Kevin O'Leary thinks the fact that 85 rich people hold the same amount of wealth as the poorest 3.5 billion will motivate the impoverished to become the next Bill Gates. To say 85 people serve as "the motivation" everyone else needs to be the next Bill Gates is to admit that you've never spent time with anybody who makes less than $60,000 a year.

Poverty is a hot topic right now. Unfortunately that conversation includes people such as Kevin O'Leary, who thinks "it's fantastic" that 85 rich people hold the same amount of wealth as the poorest 3.5 billion. "It's fantastic" is something you say about a delicious canapé at a cocktail party -- not widespread poverty.

I know, I know. O'Leary is paid to say inflammatory things, but he is certainly not the only person who believes it's just a wee bit of drive that separates the poor from their white-picket-fence dreams.

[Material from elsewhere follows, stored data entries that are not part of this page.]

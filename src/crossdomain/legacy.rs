use super::{LegacyMessenger, StandardBridge};
use crate::errors::MigrationError;
use alloy_primitives::{keccak256, Address, Bytes, B256, U256};
use alloy_sol_types::SolCall;
use serde::{Deserialize, Serialize};

/// A withdrawal recorded by the legacy message passer: a V0 cross-domain
/// envelope plus the account that passed it to L1.
#[derive(Debug, Clone, PartialEq, Eq)]
pub struct LegacyWithdrawal {
    /// Account that called the legacy message passer. For real withdrawals
    /// this is the L2 cross-domain messenger predeploy.
    pub message_sender: Address,
    /// L1 target of the relayed call.
    pub xdomain_target: Address,
    /// L2 sender recorded in the envelope.
    pub xdomain_sender: Address,
    /// Inner message carried by the envelope.
    pub xdomain_data: Bytes,
    /// Cross-domain message nonce.
    pub xdomain_nonce: U256,
}

impl LegacyWithdrawal {
    pub fn new(
        message_sender: Address,
        xdomain_target: Address,
        xdomain_sender: Address,
        xdomain_data: Bytes,
        xdomain_nonce: U256,
    ) -> Self {
        Self {
            message_sender,
            xdomain_target,
            xdomain_sender,
            xdomain_data,
            xdomain_nonce,
        }
    }

    /// Fingerprint pre-image: the V0 `relayMessage` calldata with the raw
    /// caller address appended, exactly as the legacy message passer hashed
    /// it.
    pub fn encode(&self) -> Vec<u8> {
        let call = LegacyMessenger::relayMessageCall {
            target: self.xdomain_target,
            sender: self.xdomain_sender,
            message: self.xdomain_data.clone(),
            messageNonce: self.xdomain_nonce,
        };
        let mut out = call.abi_encode();
        out.extend_from_slice(self.message_sender.as_slice());
        out
    }

    pub fn hash(&self) -> B256 {
        keccak256(self.encode())
    }

    /// Storage slot of this withdrawal's flag in the legacy message passer.
    /// The `sentMessages` mapping sits at slot 0, so the slot is
    /// `keccak256(hash ‖ leftPad32(0))`.
    pub fn storage_slot(&self) -> B256 {
        let mut preimage = [0u8; 64];
        preimage[..32].copy_from_slice(self.hash().as_slice());
        keccak256(preimage)
    }

    /// ETH value the migrated withdrawal must carry. The legacy envelope has
    /// no value field; the convention is that a relayed
    /// `finalizeETHWithdrawal(from, to, amount, extraData)` call moves
    /// `amount` wei and every other message moves none.
    pub fn value(&self) -> Result<U256, MigrationError> {
        if self.xdomain_data.len() < 4
            || self.xdomain_data[..4] != StandardBridge::finalizeETHWithdrawalCall::SELECTOR
        {
            return Ok(U256::ZERO);
        }
        let call = StandardBridge::finalizeETHWithdrawalCall::abi_decode(&self.xdomain_data)
            .map_err(|err| MigrationError::MalformedXDomainData {
                reason: format!("finalizeETHWithdrawal: {err}"),
            })?;
        Ok(call.amount)
    }
}

/// One `sentMessages` witness entry: the raw relayed calldata and whoever
/// passed it to the legacy message passer. This is the shape of both the
/// JSON legacy-messages file and the `MSG` lines of the witness file.
#[derive(Debug, Clone, PartialEq, Eq, Serialize, Deserialize)]
pub struct SentMessage {
    /// Caller of the legacy message passer.
    pub who: Address,
    /// V0 `relayMessage` calldata.
    pub msg: Bytes,
}

impl SentMessage {
    pub fn new(who: Address, msg: Bytes) -> Self {
        Self { who, msg }
    }

    /// Decode the calldata into a [`LegacyWithdrawal`].
    pub fn to_legacy_withdrawal(&self) -> Result<LegacyWithdrawal, MigrationError> {
        let call = LegacyMessenger::relayMessageCall::abi_decode(&self.msg).map_err(|err| {
            MigrationError::MalformedXDomainData {
                reason: format!("relayMessage: {err}"),
            }
        })?;
        Ok(LegacyWithdrawal::new(
            self.who,
            call.target,
            call.sender,
            call.message,
            call.messageNonce,
        ))
    }
}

To say 85 people serve as "the motivation" everyone else needs to be the next Bill Gates is to admit that you've never spent time with anybody who makes less than $60,000 a year.

To set and meet goals, you have to think long-term. When you're poor, you can't focus on the future (and Bill Gates wasn't raised poor, by the way). You worry about finding boots, not pulling up your straps. The best way to "motivate" poor people is with programs that help lift their gaze from the ground to the horizon. A guaranteed annual income program would do that.

The idea is simple: in place of a complicated welfare system, give people enough money to live above the poverty line in their region (Ontario's Low Income Cut-Off was $22,229 for a single person in 2011). No strings attached. The less you make, the more guaranteed income you receive.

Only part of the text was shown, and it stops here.